A reasonable disagreement is pointing out you're assuming zero randomness in the universe (which includes in your head, and everyone elses head, I'm not a mind-body dualist) so no development of unique new ideas, or having unique new experiences or perceptions, both of which feed on each other to generate new echos of randomness long after something interesting happens. Also it assumes no social interaction with others however distantly linked to "interesting random people" even if the individual and their direct contacts are in fact really boring (aka effect of arts in general).

That is a much more productive form of disagreement than hitting the down button.

(Edited to add I think you're getting downvoted because of a cultural-linguistic meme or bug that whenever someone in the USA spins a story with "can't or don't judge" that usually means its a known and obvious statement of fact that they did something they and everyone else knows is wrong, and they have no better spin option. Last (modern) refuge of a scoundrel. Thus the downvotes)



Are there truly random events at the sub-atomic level? Or could it be simply that we don't understand yet what's happening but everything is deterministic? If it's the former, then there is no destiny, it is not determined.

The effect of these tiny random events would propagate upwards and perhaps cause an apple to fall from a tree. A sub-atomic particle vibrating randomly in a certain way could fire a neuron, giving you a new thought.

Even if life isn't determined, can you really say there is free will? You can't control the way that sub-atomic particles will behave, you may have the illusion of control in your head but at the end of the day it would come down to physics and randomness.

Personally, I don't find this opinion a healthy one, so I tend not to dwell on it much.


I like the idea of seeing life as deterministic or not. It's definitely a matter of "belief" when you put it that way. Although my scientific mind tells me nothing would exist if true random didn't exist. Thus the universe is not deterministic. But that's a question we'll never be able to answer anyway.

This is why I downvoted the parents by the way. I feel like there is no safe discussion when it starts with strong opinions ("which is completely untrue"). There is no right or wrong here so better be open minded.

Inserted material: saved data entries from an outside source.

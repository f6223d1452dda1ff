//! Write page route handlers.

use askama::Template;
use askama_web::WebTemplate;
use axum::{
    Form,
    extract::State,
    response::{IntoResponse, Redirect, Response},
};
use serde::Deserialize;
use tracing::instrument;

use crate::filters;
use crate::middleware::CurrentViewer;
use crate::pages::write;
use crate::pages::{Navbar, WriteGuard, WriteState};
use crate::services::ContentRepository;
use crate::state::AppState;

/// Write form data.
#[derive(Debug, Deserialize)]
pub struct WriteForm {
    #[serde(default)]
    pub title: String,
    #[serde(default)]
    pub content: String,
}

/// Write page template.
#[derive(Template, WebTemplate)]
#[template(path = "write.html")]
pub struct WriteTemplate {
    pub navbar: Navbar,
    pub title: String,
    pub content: String,
    pub error: Option<String>,
}

/// Display the write page.
#[instrument(skip(viewer))]
pub async fn show(CurrentViewer(viewer): CurrentViewer) -> Response {
    let guard = WriteGuard::check(&viewer);
    if let Some(target) = guard.redirect_target() {
        return Redirect::to(target).into_response();
    }
    WriteTemplate {
        navbar: Navbar::for_viewer(&viewer),
        title: String::new(),
        content: String::new(),
        error: None,
    }
    .into_response()
}

/// Publish an article.
#[instrument(skip(state, viewer, form), fields(title_len = form.title.len()))]
pub async fn publish(
    State(state): State<AppState>,
    CurrentViewer(viewer): CurrentViewer,
    Form(form): Form<WriteForm>,
) -> Response {
    let author = match WriteGuard::check(&viewer) {
        WriteGuard::Allowed { author } => author,
        WriteGuard::RedirectToLogin => return Redirect::to("/login").into_response(),
        WriteGuard::RedirectHome => return Redirect::to("/").into_response(),
    };

    let repo = ContentRepository::new(state.data(), viewer.access_token());
    match write::submit(&repo, &author, form.title, form.content).await {
        WriteState::Published { .. } => Redirect::to("/").into_response(),
        WriteState::Idle {
            title,
            content,
            error,
        } => WriteTemplate {
            navbar: Navbar::for_viewer(&viewer),
            title,
            content,
            error,
        }
        .into_response(),
    }
}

> you're assuming zero randomness in the universe

No, actually not. The current state of research in quantum physics makes it look like there is randomness. But the thing about randomness is: Nobody has any control over it. So again, life (and the universe) may not be fully deterministic, but we have no absolute responsibility for whatever happens (only a relative one, relative to our culture, that is).

> Also it assumes no social interaction with others

No, of course we have social interactions, which influence us. But they are themselves a function of 1) our genes (i.e. whom we approach or not) and 2) our initial location (with all its properties).


> But the thing about randomness is: Nobody has any control over it.

Again, you're stating things as facts that there's no reason to believe are actually true. There are models in which quantum randomness does allow for free will, and no one knows whether they're right.


There are models in which one controls random events?


The multiverse theory, in case you're unfamiliar, says that each time there are different ways a quantum event could go, the universe splits into multiple universes, one in which it went each way. There is an extension to this in which free will is manifested by your consciousness following a given universe in each split.

This has the strange consequence that only you have free will, as perceived by your own consciousness. I don't think this makes any less sense than anything else related to quantum physics, but it is definitely weird.